Try it: Copies of all lines that contain "header" are needed; take them from the data below.
###
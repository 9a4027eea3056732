//! SnapsaveClient: resolves media download links through snapsave.app.
//!
//! snapsave answers `action.php` with a packed JavaScript payload. Unpacking
//! it yields a script that injects the download table into the page; the
//! links are scraped from that HTML.
//!
//! Flow:
//! - reject URLs snapsave does not handle (`status: false`, "Link URL not valid")
//! - POST the URL as a form to `{base}/action.php?lang=en`
//! - unpack the payload and cut out the `download-section` HTML
//! - scrape either the table layout (videos) or the card layout (photos, carousels)

use async_trait::async_trait;
use once_cell::sync::Lazy;
use regex::Regex;
use reqwest::header::{ACCEPT, ORIGIN, REFERER};
use select::document::Document;
use select::node::Node;
use select::predicate::{Class, Name, Predicate};

use crate::core::config;
use crate::core::error::AppError;
use crate::core::http;
use crate::core::validation;
use crate::download::error::DownloadError;
use crate::download::{MediaLink, MediaResolver, SnapsaveResult, MSG_BLANK_DATA, MSG_INVALID_URL};

/// Text right before the packer's argument list.
const PACKER_MARKER: &str = "decodeURIComponent(escape(r))}(";

/// Start of the injected download table.
const SECTION_START: &str = r#"getElementById("download-section").innerHTML = ""#;

/// End of the injected download table.
const SECTION_END: &str = r#""; document.getElementById("inputData").remove(); "#;

/// JS string escapes left in the injected HTML (`\"`, `\\`).
static ESCAPE_RE: Lazy<Regex> = Lazy::new(|| Regex::new(r"\\(\\)?").expect("escape regex"));

/// `get_progressApi('/render.php?...')` onclick handlers on render buttons.
static RENDER_RE: Lazy<Regex> = Lazy::new(|| Regex::new(r"get_progressApi\('(.*?)'\)").expect("render regex"));

/// snapsave.app resolver.
pub struct SnapsaveClient {
    client: reqwest::Client,
    base_url: String,
}

impl SnapsaveClient {
    /// Client against the configured `SNAPSAVE_BASE_URL`.
    pub fn new() -> Result<Self, AppError> {
        Self::with_base_url(config::SNAPSAVE_BASE_URL.as_str())
    }

    /// Client against an explicit base URL (tests, mirrors).
    pub fn with_base_url(base_url: &str) -> Result<Self, AppError> {
        Ok(Self {
            client: http::build_client()?,
            base_url: base_url.trim_end_matches('/').to_string(),
        })
    }

    pub fn base_url(&self) -> &str {
        &self.base_url
    }

    /// POST the post URL to `action.php` and return the raw packed payload.
    async fn fetch_payload(&self, url: &str) -> Result<String, AppError> {
        let endpoint = format!("{}/action.php?lang=en", self.base_url);

        log::info!("SnapsaveClient: POST {} for {}", endpoint, url);

        let response = self
            .client
            .post(&endpoint)
            .header(ACCEPT, "*/*")
            .header(ORIGIN, self.base_url.as_str())
            .header(REFERER, format!("{}/en", self.base_url))
            .form(&[("url", url)])
            .send()
            .await
            .map_err(DownloadError::from)?;

        if !response.status().is_success() {
            return Err(DownloadError::Upstream(format!("snapsave returned HTTP {}", response.status())).into());
        }

        let text = response.text().await.map_err(DownloadError::from)?;
        if text.is_empty() {
            return Err(DownloadError::Upstream("snapsave returned an empty response".to_string()).into());
        }

        Ok(text)
    }
}

#[async_trait]
impl MediaResolver for SnapsaveClient {
    fn name(&self) -> &str {
        "snapsave"
    }

    async fn resolve(&self, url: &str) -> Result<SnapsaveResult, AppError> {
        let supported = validation::parse_http_url(url)
            .map(|parsed| validation::is_snapsave_supported(&parsed))
            .unwrap_or(false);
        if !supported {
            log::warn!("SnapsaveClient: unsupported URL {}", url);
            return Ok(SnapsaveResult::failed(MSG_INVALID_URL));
        }

        let payload = self.fetch_payload(url).await?;
        let links = decode_response(&payload, &self.base_url)?;

        if links.is_empty() {
            log::warn!("SnapsaveClient: no media links for {}", url);
            return Ok(SnapsaveResult::failed(MSG_BLANK_DATA));
        }

        log::info!("SnapsaveClient: {} media link(s) for {}", links.len(), url);
        Ok(SnapsaveResult::found(links))
    }
}

/// Unpack a raw `action.php` response and scrape its links.
pub fn decode_response(payload: &str, base_url: &str) -> Result<Vec<MediaLink>, DownloadError> {
    if !payload.contains(PACKER_MARKER) {
        let preview: String = payload.chars().take(200).collect();
        log::error!("SnapsaveClient: response is not a packed payload: {}", preview);
        return Err(DownloadError::Upstream("unexpected snapsave response".to_string()));
    }

    let args = PackedArgs::extract(payload)?;
    let script = args.unpack()?;
    let html = extract_download_section(&script)?;

    Ok(parse_links(&html, base_url))
}

/// Arguments of the packer call `(h, u, n, t, e, r)` that matter for decoding.
#[derive(Debug)]
struct PackedArgs {
    /// `h`: the encoded stream
    data: String,
    /// `n`: digit alphabet; `n[base]` is the chunk delimiter
    alphabet: Vec<char>,
    /// `t`: subtracted from every decoded value
    offset: u64,
    /// `e`: numeric base of each chunk
    base: u64,
}

impl PackedArgs {
    fn extract(payload: &str) -> Result<Self, DownloadError> {
        let after = payload
            .split(PACKER_MARKER)
            .nth(1)
            .ok_or_else(|| DownloadError::Decode("packer call not found".to_string()))?;
        let raw_args = after.split("))").next().unwrap_or_default();
        let args: Vec<String> = raw_args.split(',').map(|v| v.replace('"', "").trim().to_string()).collect();

        if args.len() < 5 {
            return Err(DownloadError::Decode(format!(
                "expected at least 5 packer arguments, got {}",
                args.len()
            )));
        }

        let parse_num = |idx: usize| {
            args[idx]
                .parse::<u64>()
                .map_err(|_| DownloadError::Decode(format!("packer argument {} is not a number: {}", idx, args[idx])))
        };

        let alphabet: Vec<char> = args[2].chars().collect();
        let offset = parse_num(3)?;
        let base = parse_num(4)?;

        if base < 2 || base as usize >= alphabet.len() {
            return Err(DownloadError::Decode(format!(
                "packer base {} does not fit alphabet of {} symbols",
                base,
                alphabet.len()
            )));
        }

        Ok(Self {
            data: args[0].clone(),
            alphabet,
            offset,
            base,
        })
    }

    /// Decode the stream into the script it hides.
    ///
    /// Every chunk is a base-`e` number written with `n` as digits. The value
    /// minus `t` is a Latin-1 code unit; the collected bytes are UTF-8.
    fn unpack(&self) -> Result<String, DownloadError> {
        let delimiter = self.alphabet[self.base as usize];
        let mut bytes = Vec::with_capacity(self.data.len() / 2);

        for chunk in self.data.split(delimiter).filter(|c| !c.is_empty()) {
            let mut value: u64 = 0;
            for c in chunk.chars() {
                let digit = self
                    .alphabet
                    .iter()
                    .position(|&a| a == c)
                    .map(|d| d as u64)
                    .filter(|&d| d < self.base)
                    .ok_or_else(|| DownloadError::Decode(format!("symbol {:?} outside packer alphabet", c)))?;
                value = value
                    .checked_mul(self.base)
                    .and_then(|v| v.checked_add(digit))
                    .ok_or_else(|| DownloadError::Decode("packed value overflow".to_string()))?;
            }

            let code = value
                .checked_sub(self.offset)
                .filter(|&c| c <= u8::MAX as u64)
                .ok_or_else(|| DownloadError::Decode(format!("decoded value {} is not a byte", value)))?;
            bytes.push(code as u8);
        }

        String::from_utf8(bytes).map_err(|e| DownloadError::Decode(format!("payload is not UTF-8: {}", e)))
    }
}

/// Cut the injected `download-section` HTML out of the unpacked script.
fn extract_download_section(script: &str) -> Result<String, DownloadError> {
    let section = script
        .split(SECTION_START)
        .nth(1)
        .and_then(|rest| rest.split(SECTION_END).next())
        .ok_or_else(|| DownloadError::Decode("download section not found in payload".to_string()))?;

    Ok(ESCAPE_RE.replace_all(section, "").into_owned())
}

/// Scrape media links out of the download-section HTML.
pub fn parse_links(html: &str, base_url: &str) -> Vec<MediaLink> {
    let document = Document::from(html);

    let is_table_layout = document.find(Name("table").and(Class("table"))).next().is_some()
        || document
            .find(Name("article").and(Class("media")).child(Name("figure")))
            .next()
            .is_some();

    if is_table_layout {
        parse_table_layout(&document, base_url)
    } else {
        parse_card_layout(&document, base_url)
    }
}

/// Video layout: one row per quality, shared thumbnail in a `<figure>`.
fn parse_table_layout(document: &Document, base_url: &str) -> Vec<MediaLink> {
    let thumbnail = document
        .find(Name("figure").descendant(Name("img")))
        .find_map(|img| img.attr("src"))
        .map(String::from);

    let mut links = Vec::new();
    for row in document.find(Name("tbody").child(Name("tr"))) {
        let cells: Vec<Node> = row.find(Name("td")).collect();

        let resolution = cells
            .first()
            .map(|cell| cell.text().trim().to_string())
            .filter(|text| !text.is_empty());

        let Some(action_cell) = cells.get(2) else {
            continue;
        };

        let raw = action_cell
            .find(Name("a"))
            .find_map(|a| a.attr("href"))
            .or_else(|| action_cell.find(Name("button")).find_map(|b| b.attr("onclick")));
        let Some(raw) = raw else {
            continue;
        };

        let (url, should_render) = match render_path(raw) {
            Some(path) => (format!("{}{}", base_url, path), true),
            None => (absolutize(raw, base_url), false),
        };

        links.push(MediaLink {
            url,
            resolution,
            thumbnail: thumbnail.clone(),
            should_render,
        });
    }

    links
}

/// Photo/carousel layout: every `download-items__thumb` pairs with every
/// `download-items__btn` link, thumbnails outermost. Without thumbnails the
/// links are returned bare.
fn parse_card_layout(document: &Document, base_url: &str) -> Vec<MediaLink> {
    let hrefs: Vec<&str> = document
        .find(Name("div").and(Class("download-items__btn")).descendant(Name("a")))
        .filter_map(|a| a.attr("href"))
        .collect();

    let mut thumbnails: Vec<Option<String>> = document
        .find(Name("div").and(Class("download-items__thumb")))
        .map(|thumb| thumb.find(Name("img")).find_map(|img| img.attr("src")).map(String::from))
        .collect();
    if thumbnails.is_empty() {
        thumbnails.push(None);
    }

    thumbnails
        .iter()
        .flat_map(|thumbnail| {
            hrefs.iter().map(move |href| MediaLink {
                url: absolutize(href, base_url),
                resolution: None,
                thumbnail: thumbnail.clone(),
                should_render: false,
            })
        })
        .collect()
}

fn render_path(raw: &str) -> Option<&str> {
    RENDER_RE
        .captures(raw)
        .and_then(|caps| caps.get(1))
        .map(|m| m.as_str())
}

fn absolutize(href: &str, base_url: &str) -> String {
    let href = href.trim();
    if href.starts_with("http://") || href.starts_with("https://") {
        href.to_string()
    } else if let Some(rest) = href.strip_prefix("//") {
        format!("https://{}", rest)
    } else if href.starts_with('/') {
        format!("{}{}", base_url, href)
    } else {
        format!("{}/{}", base_url, href)
    }
}
use once_cell::sync::Lazy;
use std::env;
use std::time::Duration;

/// Port the HTTP server listens on
/// Read from PORT environment variable
/// Default: 5000
pub static PORT: Lazy<u16> = Lazy::new(|| {
    env::var("PORT")
        .ok()
        .and_then(|v| v.trim().parse().ok())
        .unwrap_or(5000)
});

/// Base URL of the snapsave resolver
/// Read from SNAPSAVE_BASE_URL environment variable
/// Default: https://snapsave.app
pub static SNAPSAVE_BASE_URL: Lazy<String> = Lazy::new(|| {
    env::var("SNAPSAVE_BASE_URL")
        .map(|v| v.trim_end_matches('/').to_string())
        .unwrap_or_else(|_| "https://snapsave.app".to_string())
});

/// Base URL used for Instagram JSON and page requests
/// Read from INSTAGRAM_BASE_URL environment variable
/// Default: https://www.instagram.com
pub static INSTAGRAM_BASE_URL: Lazy<String> = Lazy::new(|| {
    env::var("INSTAGRAM_BASE_URL")
        .map(|v| v.trim_end_matches('/').to_string())
        .unwrap_or_else(|_| "https://www.instagram.com".to_string())
});

/// Log file path
/// Read from LOG_FILE_PATH environment variable
/// Default: reelgrab.log
pub static LOG_FILE_PATH: Lazy<String> =
    Lazy::new(|| env::var("LOG_FILE_PATH").unwrap_or_else(|_| "reelgrab.log".to_string()));

/// Log verbosity for terminal and file output
/// Read from LOG_LEVEL environment variable (error, warn, info, debug, trace, off)
/// Default: info
pub static LOG_LEVEL: Lazy<log::LevelFilter> =
    Lazy::new(|| parse_log_level(env::var("LOG_LEVEL").ok().as_deref()));

/// Parse a LOG_LEVEL value; unknown or missing values fall back to `Info`.
pub fn parse_log_level(value: Option<&str>) -> log::LevelFilter {
    value
        .and_then(|v| v.trim().parse().ok())
        .unwrap_or(log::LevelFilter::Info)
}

/// Outbound proxy configuration
pub mod proxy {
    use super::*;

    /// Optional proxy for all outbound requests (snapsave and Instagram)
    /// Read from HTTP_PROXY_URL environment variable
    /// Values `none` and `disabled` are treated as unset
    pub static HTTP_PROXY_URL: Lazy<Option<String>> = Lazy::new(|| env::var("HTTP_PROXY_URL").ok());

    /// Returns the proxy URL if one is configured and not explicitly disabled.
    pub fn active() -> Option<&'static str> {
        HTTP_PROXY_URL.as_deref().map(str::trim).filter(|p| is_enabled(p))
    }

    /// Whether a raw proxy value means "use this proxy".
    pub fn is_enabled(value: &str) -> bool {
        let value = value.trim();
        !value.is_empty() && value != "none" && value != "disabled"
    }
}

/// Network configuration
pub mod network {
    use super::Duration;

    /// Total request timeout for outbound HTTP requests (in seconds)
    pub const REQUEST_TIMEOUT_SECS: u64 = 30;

    /// Connect timeout for outbound HTTP requests (in seconds)
    pub const CONNECT_TIMEOUT_SECS: u64 = 15;

    /// Desktop browser user agent; both upstreams serve degraded pages to bots
    pub const USER_AGENT: &str = "Mozilla/5.0 (Windows NT 10.0; Win64; x64) AppleWebKit/537.36 (KHTML, like Gecko) Chrome/131.0.0.0 Safari/537.36";

    /// Request timeout duration
    pub fn timeout() -> Duration {
        Duration::from_secs(REQUEST_TIMEOUT_SECS)
    }

    /// Connect timeout duration
    pub fn connect_timeout() -> Duration {
        Duration::from_secs(CONNECT_TIMEOUT_SECS)
    }
}

/// Instagram web constants
pub mod instagram {
    /// Instagram internal app ID (public, embedded in the web app)
    pub const IG_APP_ID: &str = "936619743392459";
}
###
Output:
use reqwest::header::{ACCEPT, ORIGIN, REFERER};
            .header(ACCEPT, "*/*")
            .header(ORIGIN, self.base_url.as_str())
            .header(REFERER, format!("{}/en", self.base_url))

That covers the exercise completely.